OpenMetaData Deployment on Operate First#

The OpenMetaData (OM) deployment on Operate First leverages the Helm k8s deployment method. In order to stay consistent with our other services, the helm chart is converted to kustomize. This can be easily achieved by

helm repo add open-metadata https://helm.open-metadata.org/

# Get dependencies
helm pull open-metadata/openmetadata-dependencies
tar -xvzf openmetadata-dependencies-${chart-version}>.tgz
helm template --name-template=openmetadata-dependencies .

# Get openmetadata
helm pull open-metadata/openmetadata
tar -xvzf openmetadata-${chart-version}.tgz
helm template --name-template=openmetadata .

Further additions/amendments are made to these renders. For the resulting manifests you can find them here.

Some examples of additions include:

  • Addition of OCP routes

  • Patches to deployments

  • Removal of any security context fields, or fields that attempt to change container uid

  • Affinity rules

Dependencies should be applied first, they consist of Elasticsearch, Mysql, and Airflow.

ReadWriteMany Access Mode#

The OpenMetaData Dependencies require [ReadWriteMany Access Mode]. These pods will attempt to bind the same pvcs for DAGs and Logs. Operate First Clusters do not have any storage providers that support this. However, we workaround this by ensuring all such pods are scheduled on the same node allowing them to treat a pvc with ReadWriteOnce accessmode as ReadWriteMany, see here for more info.

Authentication#

There are 2 access points that require authentication. They are as follows:

OpenMetaData UI#

This is configured using the Operate First OSC-Cl2 Dex Connector. Only the direct GitHub Authentication is supported, as of now. Authentication via Dex -> Openshift will not work (issue here). The OM documentation for this configuration can be found here. And the configuration is patched here.

Ingestion#

Ingestion authentication is done through JWT tokens.

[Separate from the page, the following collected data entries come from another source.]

//! Application state shared across handlers.

use crate::audit::AuditQueue;
use crate::cleanup::CleanupService;
use crate::cleanup::scheduler::{CleanupSchedule, SchedulerStatus};
use std::sync::Arc;
use tokio_util::sync::CancellationToken;
use vitrine_core::config::AppConfig;
use vitrine_metadata::MetadataStore;
use vitrine_storage::{ImageStore, ObjectStore, StorageResult};

/// Shared application state.
#[derive(Clone)]
pub struct AppState {
    /// Application configuration.
    pub config: Arc<AppConfig>,
    /// Object storage backend.
    pub storage: Arc<dyn ObjectStore>,
    /// Upload pipeline over `storage`.
    pub images: ImageStore,
    /// Metadata store.
    pub metadata: Arc<dyn MetadataStore>,
    /// Cleanup service; `None` when no public URL is configured.
    pub cleanup: Option<Arc<CleanupService>>,
    /// Schedule and liveness of the cleanup scheduler.
    pub scheduler: Arc<SchedulerStatus>,
    /// Audit write queue.
    pub audit: AuditQueue,
    /// Fired on server shutdown.
    pub shutdown: CancellationToken,
}

impl AppState {
    /// Create the application state.
    ///
    /// Without a public URL, image references cannot be mapped back to
    /// storage keys, so the cleanup service is left uninitialized instead of
    /// treating every stored image as an orphan.
    pub fn new(
        config: AppConfig,
        storage: Arc<dyn ObjectStore>,
        metadata: Arc<dyn MetadataStore>,
        audit: AuditQueue,
        shutdown: CancellationToken,
    ) -> StorageResult<Self> {
        let images = ImageStore::new(storage.clone(), &config.media)?;

        let cleanup = match images.public_base_url() {
            Some(base_url) => Some(Arc::new(CleanupService::new(
                storage.clone(),
                metadata.clone(),
                base_url.clone(),
                &config.cleanup,
            ))),
            None => {
                tracing::warn!("media.public_url is not set, orphaned image cleanup is disabled");
                None
            }
        };

        let scheduler = Arc::new(SchedulerStatus::new(CleanupSchedule::from_config(
            &config.cleanup,
        )));

        Ok(Self {
            config: Arc::new(config),
            storage,
            images,
            metadata,
            cleanup,
            scheduler,
            audit,
            shutdown,
        })
    }
}

#[cfg(test)]
mod tests {
    use super::*;
    use vitrine_metadata::SqliteStore;
    use vitrine_storage::FilesystemBackend;

    async fn build_state(config: AppConfig) -> (tempfile::TempDir, AppState) {
        let temp = tempfile::tempdir().unwrap();
        let storage: Arc<dyn ObjectStore> =
            Arc::new(FilesystemBackend::new(temp.path().join("storage")).await.unwrap());
        let metadata: Arc<dyn MetadataStore> =
            Arc::new(SqliteStore::new(temp.path().join("metadata.db")).await.unwrap());
        let shutdown = CancellationToken::new();
        let (audit, _worker) = AuditQueue::spawn(metadata.clone(), 8, shutdown.clone());
        let state = AppState::new(config, storage, metadata, audit, shutdown).unwrap();
        (temp, state)
    }

    #[tokio::test]
    async fn cleanup_initialized_with_public_url() {
        let (_temp, state) = build_state(AppConfig::for_testing()).await;
        let cleanup = state.cleanup.expect("cleanup service");
        assert_eq!(cleanup.base_url().as_str(), "https://images.test");
        assert_eq!(cleanup.prefix(), "projects/");
    }

    #[tokio::test]
    async fn cleanup_uninitialized_without_public_url() {
        let mut config = AppConfig::for_testing();
        config.media.public_url = Some(String::new());
        let (_temp, state) = build_state(config).await;
        assert!(state.cleanup.is_none());
        assert_eq!(state.scheduler.schedule().expression(), "0 3 * * *");
    }
}
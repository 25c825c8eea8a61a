//! PostgreSQL-based metadata store implementation.

use crate::error::{MetadataError, MetadataResult};
use crate::models::{
    AuditLogQuery, AuditLogRow, NewAuditLog, NewProject, ProjectRow, decode_images,
};
use crate::repos::{AuditRepo, ProjectRepo};
use crate::store::MetadataStore;
use async_trait::async_trait;
use sqlx::postgres::{PgConnectOptions, PgPoolOptions};
use sqlx::{Pool, Postgres};
use std::str::FromStr;
use time::OffsetDateTime;
use tracing::instrument;

const POSTGRES_SCHEMA: &str = r#"
CREATE TABLE IF NOT EXISTS projects (
    project_id BIGSERIAL PRIMARY KEY,
    title TEXT NOT NULL,
    slug TEXT NOT NULL UNIQUE,
    -- JSON array of public image URLs
    images TEXT NOT NULL DEFAULT '[]',
    is_active BOOLEAN NOT NULL DEFAULT TRUE,
    created_at TIMESTAMPTZ NOT NULL,
    updated_at TIMESTAMPTZ NOT NULL
);

CREATE TABLE IF NOT EXISTS audit_logs (
    audit_log_id BIGSERIAL PRIMARY KEY,
    actor TEXT NOT NULL,
    action TEXT NOT NULL,
    entity_type TEXT NOT NULL,
    entity_key TEXT,
    details TEXT NOT NULL DEFAULT '{}',
    user_agent TEXT,
    created_at TIMESTAMPTZ NOT NULL
);

CREATE INDEX IF NOT EXISTS idx_audit_logs_action ON audit_logs(action);
CREATE INDEX IF NOT EXISTS idx_audit_logs_created_at ON audit_logs(created_at);
"#;

fn postgres_schema_statements(schema: &str) -> Vec<&str> {
    schema
        .split(';')
        .filter_map(|statement| {
            let trimmed = statement.trim();
            if trimmed.is_empty() {
                return None;
            }
            let has_sql = trimmed.lines().any(|line| {
                let line = line.trim();
                !line.is_empty() && !line.starts_with("--")
            });
            has_sql.then_some(trimmed)
        })
        .collect()
}

/// PostgreSQL-based metadata store.
pub struct PostgresStore {
    pool: Pool<Postgres>,
}

impl PostgresStore {
    /// Connect using a full connection URL and apply the schema.
    pub async fn from_url(url: &str, max_connections: u32) -> MetadataResult<Self> {
        let opts = PgConnectOptions::from_str(url)?;
        let pool = PgPoolOptions::new()
            .max_connections(max_connections)
            .connect_with(opts)
            .await?;

        let store = Self { pool };
        store.migrate().await?;
        Ok(store)
    }

    /// Get a reference to the connection pool.
    pub fn pool(&self) -> &Pool<Postgres> {
        &self.pool
    }
}

#[async_trait]
impl MetadataStore for PostgresStore {
    async fn migrate(&self) -> MetadataResult<()> {
        // PostgreSQL doesn't allow multiple statements in a single prepared statement.
        for statement in postgres_schema_statements(POSTGRES_SCHEMA) {
            sqlx::query(statement).execute(&self.pool).await?;
        }
        Ok(())
    }

    async fn health_check(&self) -> MetadataResult<()> {
        sqlx::query("SELECT 1").execute(&self.pool).await?;
        Ok(())
    }
}

#[async_trait]
impl ProjectRepo for PostgresStore {
    async fn create_project(&self, project: &NewProject) -> MetadataResult<ProjectRow> {
        let now = OffsetDateTime::now_utc();
        let row = sqlx::query_as::<_, ProjectRow>(
            r#"
            INSERT INTO projects (title, slug, images, is_active, created_at, updated_at)
            VALUES ($1, $2, $3, $4, $5, $6)
            RETURNING *
            "#,
        )
        .bind(&project.title)
        .bind(&project.slug)
        .bind(serde_json::to_string(&project.images)?)
        .bind(project.is_active)
        .bind(now)
        .bind(now)
        .fetch_one(&self.pool)
        .await?;
        Ok(row)
    }

    async fn get_project(&self, project_id: i64) -> MetadataResult<Option<ProjectRow>> {
        let row = sqlx::query_as::<_, ProjectRow>("SELECT * FROM projects WHERE project_id = $1")
            .bind(project_id)
            .fetch_optional(&self.pool)
            .await?;
        Ok(row)
    }

    async fn update_project_images(
        &self,
        project_id: i64,
        images: &[String],
    ) -> MetadataResult<()> {
        let result =
            sqlx::query("UPDATE projects SET images = $1, updated_at = $2 WHERE project_id = $3")
                .bind(serde_json::to_string(images)?)
                .bind(OffsetDateTime::now_utc())
                .bind(project_id)
                .execute(&self.pool)
                .await?;
        if result.rows_affected() == 0 {
            return Err(MetadataError::NotFound(format!("project {project_id}")));
        }
        Ok(())
    }

    async fn delete_project(&self, project_id: i64) -> MetadataResult<()> {
        let result = sqlx::query("DELETE FROM projects WHERE project_id = $1")
            .bind(project_id)
            .execute(&self.pool)
            .await?;
        if result.rows_affected() == 0 {
            return Err(MetadataError::NotFound(format!("project {project_id}")));
        }
        Ok(())
    }

    #[instrument(skip(self))]
    async fn list_project_images(&self) -> MetadataResult<Vec<Vec<String>>> {
        let rows: Vec<(i64, String)> =
            sqlx::query_as("SELECT project_id, images FROM projects ORDER BY project_id")
                .fetch_all(&self.pool)
                .await?;
        rows.iter()
            .map(|(project_id, images)| decode_images(*project_id, images))
            .collect()
    }
}

#[async_trait]
impl AuditRepo for PostgresStore {
    async fn insert_audit_log(&self, entry: &NewAuditLog) -> MetadataResult<i64> {
        let id: i64 = sqlx::query_scalar(
            r#"
            INSERT INTO audit_logs (actor, action, entity_type, entity_key, details, user_agent, created_at)
            VALUES ($1, $2, $3, $4, $5, $6, $7)
            RETURNING audit_log_id
            "#,
        )
        .bind(&entry.actor)
        .bind(entry.action.as_str())
        .bind(&entry.entity_type)
        .bind(&entry.entity_key)
        .bind(entry.details.to_string())
        .bind(&entry.user_agent)
        .bind(entry.created_at)
        .fetch_one(&self.pool)
        .await?;
        Ok(id)
    }

    async fn list_audit_logs(&self, query: &AuditLogQuery) -> MetadataResult<Vec<AuditLogRow>> {
        let rows = match query.like_pattern() {
            Some(pattern) => {
                let sql = format!(
                    "SELECT * FROM audit_logs {AUDIT_SEARCH_FILTER} ORDER BY audit_log_id DESC LIMIT $2 OFFSET $3"
                );
                sqlx::query_as::<_, AuditLogRow>(&sql)
                    .bind(pattern)
                    .bind(i64::from(query.limit))
                    .bind(query.offset_i64())
                    .fetch_all(&self.pool)
                    .await?
            }
            None => {
                sqlx::query_as::<_, AuditLogRow>(
                    "SELECT * FROM audit_logs ORDER BY audit_log_id DESC LIMIT $1 OFFSET $2",
                )
                .bind(i64::from(query.limit))
                .bind(query.offset_i64())
                .fetch_all(&self.pool)
                .await?
            }
        };
        Ok(rows)
    }

    async fn count_audit_logs(&self, query: &AuditLogQuery) -> MetadataResult<u64> {
        let total: i64 = match query.like_pattern() {
            Some(pattern) => {
                let sql = format!("SELECT COUNT(*) FROM audit_logs {AUDIT_SEARCH_FILTER}");
                sqlx::query_scalar(&sql)
                    .bind(pattern)
                    .fetch_one(&self.pool)
                    .await?
            }
            None => {
                sqlx::query_scalar("SELECT COUNT(*) FROM audit_logs")
                    .fetch_one(&self.pool)
                    .await?
            }
        };
        Ok(u64::try_from(total).unwrap_or_default())
    }
}

/// Search filter over audit entries, bound to `$1`.
const AUDIT_SEARCH_FILTER: &str = r"WHERE action ILIKE $1 ESCAPE '\' OR entity_type ILIKE $1 ESCAPE '\' OR entity_key ILIKE $1 ESCAPE '\' OR details ILIKE $1 ESCAPE '\'";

For OM to generate tokens, it needs a JWT configuration:

As of this writing, this is not documented. You can find these fields here.

jwtTokenConfiguration:
  rsapublicKeyFilePath: ${RSA_PUBLIC_KEY_FILE_PATH:-""}
  rsaprivateKeyFilePath: ${RSA_PRIVATE_KEY_FILE_PATH:-""}
  jwtissuer: ${JWT_ISSUER:-"open-metadata.org"}
  keyId: ${JWT_KEY_ID:-"Gb389a-9f76-gdjs-a92j-0242bk94356"}

Note the RSA_PUBLIC_KEY_FILE_PATH and RSA_PRIVATE_KEY_FILE_PATH, these are env variables made available in the deployment patch here. The values were generated using openssl:

openssl genrsa -out private_key.pem 2048
openssl pkcs8 -topk8 -inform PEM -outform DER -in private_key.pem -out private_key.der -nocrypt
openssl rsa -in private_key.pem -pubout -outform DER -out public_key.der

Then added to a k8s secret for consumption by the OM pod. Once configured you should be able to generate a new token via OM ui.

The token is received from OM through the UI after logging in using the method as described above. Once done, the user needs to navigate to Settings > Bots > ingestion-bot and generate a new token from this ui. You will need to be using OM +0.11 to generate an infinite token, until then the longest expiry that can be selected is 7 days.

This token also needs to be added to the OpenMetaData configuration, as of v0.10.1 this is not exposed in the OM config so as a workaround we mount the OM config directly on the pod, this can be found here. The field added is:

airflowConfiguration:
  authConfig:
    openMetadataJWTClientConfig:
      jwtToken: ${OPENMETADATA_JWT_TOKEN:-""}

By doing this we can now set OPENMETADATA_JWT_TOKEN in the OM pod here. We also set AIRFLOW_AUTH_PROVIDER as such:

- name: AIRFLOW_AUTH_PROVIDER
  value: openmetadata
- name: OPENMETADATA_JWT_TOKEN
  value: <omitted>

We mention this here, as this is not currently documented in the OM docs (v0.10.1).